» **Task prompt**: From the line containing "let marker = decorations" down to the line containing "for (col, ch)" in the records below, reproduce every line exactly, ends included, and omit all others.

[Stored items]
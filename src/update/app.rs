//! Engine lifecycle handlers

use super::job::{begin_shutdown, schedule};
use crate::commands::Cmd;
use crate::debounce::DebounceKind;
use crate::host::TextSource;
use crate::messages::AppMsg;
use crate::model::CrosshairModel;

/// Handle app lifecycle messages
pub fn update_app<S: TextSource>(
    model: &mut CrosshairModel,
    source: &S,
    msg: AppMsg,
) -> Option<Cmd> {
    match msg {
        AppMsg::Activate => {
            tracing::info!(enabled = model.is_enabled(), "Crosshair activated");
            let mut cmds = vec![Cmd::UpdateIndicator(model.status.indicator.clone())];
            if let Some(doc) = model.active {
                cmds.extend(schedule(model, source, doc, DebounceKind::Selection));
            }
            Cmd::batch(cmds)
        }
        AppMsg::Deactivate => begin_shutdown(model, source),
    }
}
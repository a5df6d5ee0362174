//! Crosshair geometry: the line window, padding, and decoration placement
//!
//! Everything here is pure: functions read a [`TextSource`](crate::host::TextSource)
//! and return plans. Applying them is the runtime's job.

pub mod decorations;
pub mod padding;
pub mod window;

pub use decorations::{build_decorations, BorderSpec, Decorations, GuideStyle};
pub use padding::{
    expand_tabs, find_tab_in_window, plan_padding, plan_retraction, plan_tab_expansion,
    span_is_intact, PaddingPlan,
};
pub use window::LineWindow;
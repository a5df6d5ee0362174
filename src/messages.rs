//! Message types for the Elm-style architecture
//!
//! All state changes flow through these message types.

use crate::config::CrosshairConfig;
use crate::debounce::DebounceKind;
use crate::host::{CursorPosition, DocumentId, TabChoice};

/// Editor focus and cursor notifications
#[derive(Debug, Clone, PartialEq, Eq)]
pub enum EditorMsg {
    /// A different editor gained focus (or none has focus)
    ActiveEditorChanged {
        document_id: Option<DocumentId>,
        cursor: Option<CursorPosition>,
    },
    /// The primary cursor moved
    SelectionChanged {
        document_id: DocumentId,
        cursor: CursorPosition,
    },
}

/// Document lifecycle notifications
#[derive(Debug, Clone, PartialEq, Eq)]
pub enum DocumentMsg {
    /// A document was opened (its id may be a reused one)
    Opened { document_id: DocumentId },
    /// The document text changed, whoever changed it
    Changed { document_id: DocumentId },
    /// The host is about to write the document
    WillSave { document_id: DocumentId },
    /// The host finished writing the document
    DidSave { document_id: DocumentId },
    /// The document is gone
    Closed { document_id: DocumentId },
}

/// Configuration notifications
#[derive(Debug, Clone, PartialEq, Eq)]
pub enum ConfigMsg {
    /// The resolved configuration changed
    Changed(CrosshairConfig),
}

/// Engine messages: the toggle command and async results
#[derive(Debug, Clone, PartialEq, Eq)]
pub enum CrosshairMsg {
    /// Flip the on/off switch
    Toggle,
    /// A debounce timer fired
    UpdateReady {
        document_id: DocumentId,
        kind: DebounceKind,
        generation: u64,
    },
    /// The host finished (or refused) an edit batch
    EditsApplied {
        ticket: u64,
        result: Result<(), String>,
    },
    /// The host drew (or failed to draw) a decoration set
    DecorationsApplied {
        document_id: DocumentId,
        result: Result<(), String>,
    },
    /// The user answered the tab prompt (`None` if dismissed)
    TabChoice {
        document_id: DocumentId,
        choice: Option<TabChoice>,
    },
}

/// Lifecycle of the engine itself
#[derive(Debug, Clone, Copy, PartialEq, Eq)]
pub enum AppMsg {
    /// The engine was loaded
    Activate,
    /// The engine is being unloaded
    Deactivate,
}

/// Top-level message type
#[derive(Debug, Clone, PartialEq, Eq)]
pub enum Msg {
    Editor(EditorMsg),
    Document(DocumentMsg),
    Config(ConfigMsg),
    Crosshair(CrosshairMsg),
    App(AppMsg),
}

// Convenience constructors for common messages
impl Msg {
    pub fn toggle() -> Self {
        Msg::Crosshair(CrosshairMsg::Toggle)
    }

    pub fn cursor_moved(document_id: DocumentId, line: usize, column: usize) -> Self {
        Msg::Editor(EditorMsg::SelectionChanged {
            document_id,
            cursor: CursorPosition::new(line, column),
        })
    }

    pub fn focus(document_id: DocumentId, line: usize, column: usize) -> Self {
        Msg::Editor(EditorMsg::ActiveEditorChanged {
            document_id: Some(document_id),
            cursor: Some(CursorPosition::new(line, column)),
        })
    }

    pub fn changed(document_id: DocumentId) -> Self {
        Msg::Document(DocumentMsg::Changed { document_id })
    }
}
//! Crosshair - cursor guide engine
//!
//! This crate draws a horizontal and a vertical guide through the cursor of
//! a host editor, padding short lines with trailing spaces so the vertical
//! guide stays straight. The engine follows the Elm Architecture pattern:
//! host events become [`Msg`]s, [`update`](update::update) returns [`Cmd`]s,
//! and a [`Runtime`] executes them against a [`Host`].

pub mod cli;
pub mod commands;
pub mod config;
pub mod config_paths;
pub mod debounce;
pub mod guide;
pub mod host;
pub mod messages;
pub mod model;
pub mod preview;
pub mod runtime;
pub mod tracing;
pub mod update;

// Re-export commonly used types
pub use commands::Cmd;
pub use config::{ConfigStore, CrosshairConfig};
pub use host::{CursorPosition, DocumentId, Host, MemoryHost, TextSource};
pub use messages::Msg;
pub use model::CrosshairModel;
pub use runtime::Runtime;
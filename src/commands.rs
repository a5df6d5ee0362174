//! Command types for the Elm-style architecture
//!
//! Commands represent side effects that should be performed after an update.

use crate::debounce::DebounceKind;
use crate::guide::Decorations;
use crate::host::{DocumentId, TextEdit};
use crate::model::status_bar::StatusIndicator;

// ============================================================================
// Command Registry
// ============================================================================

/// Identifies a user-invocable command
#[derive(Debug, Clone, Copy, PartialEq, Eq, Hash)]
pub enum CommandId {
    ToggleCrosshair,
}

impl CommandId {
    /// Stable identifier hosts bind keys and menu entries to
    pub fn name(self) -> &'static str {
        match self {
            CommandId::ToggleCrosshair => "crosshair.toggle",
        }
    }
}

/// A command definition for menus and palettes
#[derive(Debug, Clone)]
pub struct CommandDef {
    pub id: CommandId,
    pub label: &'static str,
    pub keybinding: Option<&'static str>,
}

/// Static registry of all available commands
pub static COMMANDS: &[CommandDef] = &[CommandDef {
    id: CommandId::ToggleCrosshair,
    label: "Crosshair: Toggle",
    keybinding: None,
}];

/// Look up a command by its stable name
pub fn find_command(name: &str) -> Option<&'static CommandDef> {
    COMMANDS.iter().find(|def| def.id.name() == name)
}

// ============================================================================
// Side Effects
// ============================================================================

/// Commands returned by update functions
#[derive(Debug, Clone, PartialEq)]
pub enum Cmd {
    /// No command
    None,
    /// Execute multiple commands in order
    Batch(Vec<Cmd>),
    /// Fire `CrosshairMsg::UpdateReady` after a delay
    DebouncedUpdate {
        document_id: DocumentId,
        kind: DebounceKind,
        generation: u64,
        delay_ms: u64,
    },
    /// Apply an edit batch, then answer with `CrosshairMsg::EditsApplied`
    ApplyEdits {
        document_id: DocumentId,
        edits: Vec<TextEdit>,
        ticket: u64,
    },
    /// Replace both guide sets, then answer with `CrosshairMsg::DecorationsApplied`
    SetDecorations {
        document_id: DocumentId,
        decorations: Decorations,
    },
    /// Show a transient informational message
    ShowMessage { text: String, duration_ms: u64 },
    /// Ask about tabs, then answer with `CrosshairMsg::TabChoice`
    PromptTabPolicy { document_id: DocumentId },
    /// Write the on/off switch to configuration
    PersistEnabled(bool),
    /// Push the status indicator to the host
    UpdateIndicator(StatusIndicator),
}

impl Cmd {
    /// Combine commands, dropping empty ones
    ///
    /// Returns `None` if nothing is left and the single command unwrapped
    /// if only one is.
    pub fn batch(cmds: Vec<Cmd>) -> Option<Cmd> {
        let mut cmds: Vec<Cmd> = cmds.into_iter().filter(|c| !c.is_none()).collect();
        match cmds.len() {
            0 => None,
            1 => cmds.pop(),
            _ => Some(Cmd::Batch(cmds)),
        }
    }

    pub fn is_none(&self) -> bool {
        match self {
            Cmd::None => true,
            Cmd::Batch(cmds) => cmds.iter().all(Cmd::is_none),
            _ => false,
        }
    }

    /// All leaf commands in execution order
    pub fn flatten(self) -> Vec<Cmd> {
        match self {
            Cmd::None => Vec::new(),
            Cmd::Batch(cmds) => cmds.into_iter().flat_map(Cmd::flatten).collect(),
            cmd => vec![cmd],
        }
    }
}

impl From<Option<Cmd>> for Cmd {
    fn from(cmd: Option<Cmd>) -> Self {
        cmd.unwrap_or(Cmd::None)
    }
}
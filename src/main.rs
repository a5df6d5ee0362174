//! `crosshair` - draw the cursor guides on a file and print the result

use std::time::Duration;

use anyhow::{Context, Result};
use clap::Parser;

use crosshair::cli::{CliArgs, OutputMode, StartupConfig};
use crosshair::guide::LineWindow;
use crosshair::host::{Document, MemoryHost, TextSource};
use crosshair::messages::{DocumentMsg, Msg};
use crosshair::preview::{render_text, PreviewDump};
use crosshair::{ConfigStore, DocumentId, Runtime};

/// Upper bound for the engine to settle after each step
const IDLE_TIMEOUT: Duration = Duration::from_secs(5);

fn main() -> Result<()> {
    let args = CliArgs::parse();
    crosshair::tracing::init();

    let startup = args.into_config().map_err(anyhow::Error::msg)?;
    run(startup)
}

fn run(startup: StartupConfig) -> Result<()> {
    let mut store = ConfigStore::load(startup.workspace_root.as_deref());
    store.set_overrides(startup.overrides.clone());

    let mut host = MemoryHost::new();
    let document = Document::from_file(startup.file.clone())
        .with_context(|| format!("Failed to open {}", startup.file.display()))?;
    let doc = host.open(document);
    host.tab_answers.push_back(Some(startup.tab_answer));

    let mut runtime = Runtime::new(host, store);
    runtime.activate();
    runtime.dispatch(Msg::Document(DocumentMsg::Opened { document_id: doc }));
    runtime.dispatch(Msg::focus(doc, startup.cursor.line, startup.cursor.column));
    if !runtime.run_until_idle(IDLE_TIMEOUT) {
        tracing::warn!("Engine did not settle within {:?}", IDLE_TIMEOUT);
    }

    print_result(&runtime, doc, &startup)?;

    if startup.save {
        let path = runtime.save_document(doc, |host| host.save(doc))?;
        runtime.run_until_idle(IDLE_TIMEOUT);
        eprintln!("Saved {}", path.display());
    }

    runtime.shutdown(IDLE_TIMEOUT);
    Ok(())
}

fn print_result(
    runtime: &Runtime<MemoryHost>,
    doc: DocumentId,
    startup: &StartupConfig,
) -> Result<()> {
    let host = runtime.host();
    let model = runtime.model();
    let line_count = host.line_count(doc).unwrap_or(0);
    let window = LineWindow::around(startup.cursor.line, line_count, model.config.size);
    let decorations = host.decorations.get(&doc).cloned().unwrap_or_default();
    let spans = model.spans.spans(doc).to_vec();

    match startup.output {
        OutputMode::Json => {
            let dump = PreviewDump {
                file: Some(startup.file.display().to_string()),
                enabled: model.is_enabled(),
                cursor: startup.cursor,
                window: window.into(),
                decorations,
                spans,
                messages: host.messages.clone(),
                status: model.status.current_message().map(str::to_string),
            };
            println!("{}", serde_json::to_string_pretty(&dump)?);
        }
        OutputMode::Text => {
            if let Some(message) = model.status.current_message() {
                eprintln!("{}", message);
            }
            print!("{}", render_text(host, doc, window, &decorations, &spans));
        }
    }
    Ok(())
}
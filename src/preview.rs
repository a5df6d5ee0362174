//! Plain-text and JSON renderings of the guides on a document
//!
//! Used by the `crosshair` binary to show what the engine drew.

use serde::Serialize;

use crate::guide::{Decorations, LineWindow};
use crate::host::{CursorPosition, DocumentId, TextSource};
use crate::model::InjectedSpan;

/// Drawn in place of an injected space
const PAD_CHAR: char = '·';
/// Drawn at each column marker
const COLUMN_CHAR: char = '│';
/// Drawn under the cursor line
const LINE_CHAR: char = '─';

#[derive(Debug, Serialize)]
pub struct PreviewDump {
    pub file: Option<String>,
    pub enabled: bool,
    pub cursor: CursorPosition,
    pub window: WindowDump,
    pub decorations: Decorations,
    pub spans: Vec<InjectedSpan>,
    pub messages: Vec<String>,
    /// Status message still on screen, if any
    pub status: Option<String>,
}

#[derive(Debug, Serialize)]
pub struct WindowDump {
    pub start: usize,
    pub end: usize,
}

impl From<LineWindow> for WindowDump {
    fn from(window: LineWindow) -> Self {
        Self {
            start: window.start,
            end: window.end,
        }
    }
}

/// Render the window lines with padding and both guides made visible
pub fn render_text(
    source: &impl TextSource,
    doc: DocumentId,
    window: LineWindow,
    decorations: &Decorations,
    spans: &[InjectedSpan],
) -> String {
    let cursor_line = decorations.line.first().map(|pos| pos.line);
    let gutter = window.end.to_string().len();
    let mut out = String::new();
    let mut widest = 0;

    for line in window.lines() {
        let Some(text) = source.line_text(doc, line) else {
            continue;
        };
        let marker = decorations
            .columns
            .iter()
            .find(|pos| pos.line == line)
            .map(|pos| pos.column);

        let mut rendered = String::new();
        let mut width = 0;
        for (col, ch) in text.chars().enumerate() {
            if marker == Some(col) {
                rendered.push(COLUMN_CHAR);
                width += 1;
            }
            let padded = spans
                .iter()
                .any(|s| s.line == line && col >= s.start_column && col < s.start_column + s.length);
            rendered.push(if padded { PAD_CHAR } else { ch });
            width += 1;
        }
        if marker.is_some_and(|col| col >= text.chars().count()) {
            rendered.push(COLUMN_CHAR);
            width += 1;
        }
        widest = widest.max(width);

        let pointer = if cursor_line == Some(line) { '>' } else { ' ' };
        out.push_str(&format!(
            "{}{:>width$} │ {}\n",
            pointer,
            line + 1,
            rendered,
            width = gutter
        ));
        if cursor_line == Some(line) {
            out.push_str(&format!(
                " {:>width$} │ {}\n",
                "",
                LINE_CHAR.to_string().repeat(widest.max(1)),
                width = gutter
            ));
        }
    }
    out
}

» **Output**:
        let marker = decorations
            .columns
            .iter()
            .find(|pos| pos.line == line)
            .map(|pos| pos.column);

        let mut rendered = String::new();
        let mut width = 0;
        for (col, ch) in text.chars().enumerate() {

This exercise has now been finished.